Work required:
Repeat exactly, and only, the lines from the one containing "let status = self.status();" through the last line of the data below.

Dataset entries
[Start of Attachment]
use axum::{
  Json,
  extract::rejection::JsonRejection,
  http::StatusCode,
  response::{IntoResponse, Response},
};

#[derive(Debug, thiserror::Error)]
pub enum Error {
  #[error("Database error: {0}")]
  Database(#[from] sea_orm::DbErr),

  #[error("IO error: {0}")]
  Io(#[from] std::io::Error),

  #[error("Unauthorized")]
  Unauthorized,

  #[error("Forbidden")]
  Forbidden,

  #[error("Invalid email or password")]
  InvalidCredentials,

  #[error("Email already registered")]
  EmailTaken,

  #[error("{0}")]
  BadRequest(String),

  #[error("Product not found")]
  ProductNotFound,

  #[error("License not found")]
  LicenseNotFound,

  #[error("Access pass not found")]
  AccessPassNotFound,

  #[error("An access pass is already active")]
  AccessPassActive,

  #[error("Active access pass required")]
  AccessPassRequired,

  #[error("User not found")]
  UserNotFound,

  #[error("No files available for download")]
  NoFiles,

  #[error("File not found")]
  FileNotFound,

  #[error("Invalid or expired download token")]
  InvalidToken,

  #[error("Internal error: {0}")]
  Internal(String),
}

impl Error {
  pub fn status(&self) -> StatusCode {
    match self {
      Error::Database(_) | Error::Io(_) | Error::Internal(_) => {
        StatusCode::INTERNAL_SERVER_ERROR
      }
      Error::Unauthorized | Error::InvalidCredentials | Error::InvalidToken => {
        StatusCode::UNAUTHORIZED
      }
      Error::Forbidden | Error::AccessPassRequired => StatusCode::FORBIDDEN,
      Error::EmailTaken | Error::AccessPassActive => StatusCode::CONFLICT,
      Error::BadRequest(_) => StatusCode::BAD_REQUEST,
      Error::ProductNotFound
      | Error::UserNotFound
      | Error::LicenseNotFound
      | Error::AccessPassNotFound
      | Error::NoFiles
      | Error::FileNotFound => StatusCode::NOT_FOUND,
    }
  }

  /// Message safe to show to clients.
  pub fn public_message(&self) -> String {
    match self {
      Error::Database(_) => "Database error".into(),
      Error::Io(_) | Error::Internal(_) => "Internal error".into(),
      other => other.to_string(),
    }
  }
}

impl IntoResponse for Error {
  fn into_response(self) -> Response {
    let status = self.status();
    if status.is_server_error() {
      tracing::error!("Request failed: {self}");
    }

    let body = json::json!({ "error": self.public_message() });
    (status, Json(body)).into_response()
  }
}

impl From<JsonRejection> for Error {
  fn from(rejection: JsonRejection) -> Self {
    Error::BadRequest(rejection.body_text())
  }
}

pub type Result<T, E = Error> = std::result::Result<T, E>;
[End of Attachment]
Result of the task:
    let status = self.status();
    if status.is_server_error() {
      tracing::error!("Request failed: {self}");
    }

    let body = json::json!({ "error": self.public_message() });
    (status, Json(body)).into_response()
  }
}

impl From<JsonRejection> for Error {
  fn from(rejection: JsonRejection) -> Self {
    Error::BadRequest(rejection.body_text())
  }
}

pub type Result<T, E = Error> = std::result::Result<T, E>;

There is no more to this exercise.